Но видя варварство и зверский фанатизм турок, мы не менее того, по исторической справедливости, должны прибавить, что сама Европа виновата в этом и должна сама себе приписать причины и последствия этих убийств. Будем теперь говорить откровенно. Для чего Европа предприняла несправедливую войну против России в 1853—1854 годах? Она объявила гласно двойную цель. Она хотела остановить мнимое честолюбие и преобладание России, а с другой стороны, хотела прекратить всякое угнетение христиан, страдавших под игом турок. Следственно, Европа сознавалась в этих угнетениях и страданиях, но она хотела, чтобы, прекратив их общим посредничеством своим, оставить Турцию во всей ее целости и неприкосновенности, почитая это будто бы необходимым для своего равновесия. Когда война кончилась, то дипломаты занялись средствами к достижению этой двойной цели и к управлению ее. Прежде всего условились принять Турцию в семейство европейских держав и оградить ее от всякого отдельного посредничества. Это легко было сделать, и одна из двух целей была достигнута. Но вторая? Достигнута ли она? Приняты ли гарантии, чтобы спасти христиан от тягостного рабства и угнетения? Увы! В этом отношении Европа поверила словам, бумаге, без всякого ручательства. Еще в первых нотах 8 августа 1854г., когда стали думать о прекращении войны и составили знаменитые четыре пункта гарантий, положено было потребовать от Порты сохранения религиозных прав всех христиан. То же выражено было и в мемории 28 декабря 1854г., представленной санкт-петербургскому кабинету. Наконец, в прелиминарном проекте 1 февраля 1856г., составленном в Вене и приложенном к протоколу первого заседания Парижского конгресса, сказано было в 4-й статье: «Права райя будут сохранены, не нарушая независимости и достоинства султана. Австрия, Франция, Великобритания и Порта согласны между собой в обеспечении политических и религиозных прав христианских подданных Турции, пригласив к этому соглашению и Россию при заключении мира».

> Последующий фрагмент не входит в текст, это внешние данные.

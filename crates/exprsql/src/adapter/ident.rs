//! Identifier rendering shared by the dialect adapters.
//!
//! Names may be dotted (`schema.table`) and may already carry quotes
//! (`"CamelCase".users`). Each part is rendered separately: parts that were
//! quoted in the input stay quoted, bare parts are quoted only when the
//! dialect requires it.
//!
//! - Bare parts that are safe are `[A-Za-z_][A-Za-z0-9_$]*` and not reserved
//! - Quote characters inside a name are escaped by doubling them

/// A part of a SQL identifier.
#[derive(Debug, Clone, PartialEq, Eq)]
pub enum IdentPart {
    /// Written without quotes.
    Bare(String),
    /// Written with `"..."`, `` `...` `` or `[...]` quotes in the input.
    Quoted(String),
}

/// How an adapter quotes identifiers.
#[derive(Debug, Clone, Copy, PartialEq, Eq)]
pub struct QuoteStyle {
    pub open: char,
    pub close: char,
    /// Quote every part, not only the ones that need it.
    pub always: bool,
    /// Unquoted names are case-folded by the server, so mixed case needs quotes.
    pub folds_case: bool,
}

impl QuoteStyle {
    pub const BACKTICK: QuoteStyle = QuoteStyle {
        open: '`',
        close: '`',
        always: false,
        folds_case: false,
    };

    pub const DOUBLE_QUOTE: QuoteStyle = QuoteStyle {
        open: '"',
        close: '"',
        always: false,
        folds_case: false,
    };

    pub const BRACKET: QuoteStyle = QuoteStyle {
        open: '[',
        close: ']',
        always: true,
        folds_case: false,
    };

    pub const fn folding_case(mut self) -> Self {
        self.folds_case = true;
        self
    }
}

/// SQL reserved words that must be quoted when used as identifiers.
const RESERVED_WORDS: &[&str] = &[
    "all", "and", "as", "asc", "between", "by", "case", "check", "column", "constraint", "create",
    "default", "delete", "desc", "distinct", "drop", "else", "end", "false", "foreign", "from",
    "group", "having", "in", "index", "inner", "insert", "is", "join", "key", "left", "like",
    "limit", "not", "null", "offset", "on", "or", "order", "outer", "primary", "references",
    "right", "select", "set", "table", "then", "true", "union", "update", "user", "values",
    "when", "where",
];

/// Split a possibly dotted, possibly quoted name into parts.
///
/// Unclosed quotes swallow the rest of the input as one quoted part.
pub fn parse(name: &str) -> Vec<IdentPart> {
    let mut parts = Vec::new();
    let mut chars = name.chars().peekable();

    while chars.peek().is_some() {
        let close = match chars.peek() {
            Some('"') => Some('"'),
            Some('`') => Some('`'),
            Some('[') => Some(']'),
            _ => None,
        };

        if let Some(close) = close {
            chars.next(); // opening quote
            let mut part = String::new();
            while let Some(c) = chars.next() {
                if c == close {
                    // Escaped quote: doubled closing character
                    if chars.peek() == Some(&close) {
                        chars.next();
                        part.push(close);
                    } else {
                        break;
                    }
                } else {
                    part.push(c);
                }
            }
            parts.push(IdentPart::Quoted(part));
            // Skip the separator, if any
            if chars.peek() == Some(&'.') {
                chars.next();
            }
            continue;
        }

        let mut part = String::new();
        while let Some(&c) = chars.peek() {
            chars.next();
            if c == '.' {
                break;
            }
            part.push(c);
        }
        parts.push(IdentPart::Bare(part));
    }

    parts
}

/// Whether a bare part must be quoted under `style`.
pub fn needs_quoting(part: &str, style: QuoteStyle) -> bool {
    if style.always {
        return true;
    }
    let mut chars = part.chars();
    let Some(first) = chars.next() else {
        return true;
    };
    if !(first == '_' || first.is_ascii_alphabetic()) {
        return true;
    }
    if !chars.all(|c| c == '_' || c == '$' || c.is_ascii_alphanumeric()) {
        return true;
    }
    if style.folds_case && part.chars().any(|c| c.is_ascii_uppercase()) {
        return true;
    }
    RESERVED_WORDS.contains(&part.to_ascii_lowercase().as_str())
}

/// Render a name under `style`.
pub fn quote(name: &str, style: QuoteStyle) -> String {
    let parts = parse(name);
    let mut out = String::with_capacity(name.len() + 2 * parts.len());
    for (i, part) in parts.iter().enumerate() {
        if i > 0 {
            out.push('.');
        }
        let (text, quoted) = match part {
            IdentPart::Bare(s) if s == "*" => (s.as_str(), false),
            IdentPart::Bare(s) => (s.as_str(), needs_quoting(s, style)),
            IdentPart::Quoted(s) => (s.as_str(), true),
        };
        if quoted {
            write_quoted(&mut out, text, style);
        } else {
            out.push_str(text);
        }
    }
    out
}

fn write_quoted(out: &mut String, text: &str, style: QuoteStyle) {
    out.push(style.open);
    for ch in text.chars() {
        if ch == style.close {
            out.push(style.close);
        }
        out.push(ch);
    }
    out.push(style.close);
}

#[cfg(test)]
mod tests {
    use super::*;

    #[test]
    fn bare_names_stay_bare() {
        assert_eq!(quote("Users", QuoteStyle::BACKTICK), "Users");
        assert_eq!(quote("public.users", QuoteStyle::DOUBLE_QUOTE), "public.users");
    }

    #[test]
    fn reserved_words_are_quoted() {
        assert_eq!(quote("order", QuoteStyle::BACKTICK), "`order`");
        assert_eq!(quote("User", QuoteStyle::DOUBLE_QUOTE), "\"User\"");
    }

    #[test]
    fn case_folding_dialects_quote_mixed_case() {
        let style = QuoteStyle::DOUBLE_QUOTE.folding_case();
        assert_eq!(quote("Users", style), "\"Users\"");
        assert_eq!(quote("users", style), "users");
    }

    #[test]
    fn brackets_always_quote_and_escape() {
        assert_eq!(quote("dbo.Users", QuoteStyle::BRACKET), "[dbo].[Users]");
        assert_eq!(quote("odd]name", QuoteStyle::BRACKET), "[odd]]name]");
    }

    #[test]
    fn pre_quoted_parts_are_kept() {
        assert_eq!(
            quote(r#""Camel Case".id"#, QuoteStyle::DOUBLE_QUOTE),
            r#""Camel Case".id"#
        );
        assert_eq!(
            parse(r#""a""b".c"#),
            vec![IdentPart::Quoted("a\"b".into()), IdentPart::Bare("c".into())]
        );
    }

    #[test]
    fn special_characters_are_quoted() {
        assert_eq!(quote("my table", QuoteStyle::BACKTICK), "`my table`");
        assert_eq!(quote("1st", QuoteStyle::DOUBLE_QUOTE), "\"1st\"");
    }
}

Долго обсуждал этот предмет Парижский конгресс со второго своего заседания. Это видно из протоколов 28 февраля, 24 и 25 марта. Хотели согласить две невозможные вещи, верховные права султана и права его подданных, принимая и те, и другие под общее покровительство и посредничество всей Европы. Конгресс забыл, что права райя, которые он хотел сохранить, были утверждены прежними трактатами с Портой, вынужденными у нее силой и уже нарушившими права верховной власти султана, которые теперь тоже хотели сохранить. Для соглашения этих двух несогласных пунктов придумали знаменитый хатт-и-хумаюн, как бы собственно волею султана составленный и обнародованный. В нем обещано сохранение и улучшение всех прав христианских подданных, а чтобы иметь гарантии в исполнении этого обещания, упомянули об этом хатт-и-хумаюне в мирном трактате. За это исполнение конгресс в 9-м пункте договора отказался от всякого вмешательства во внутренние дела Турции.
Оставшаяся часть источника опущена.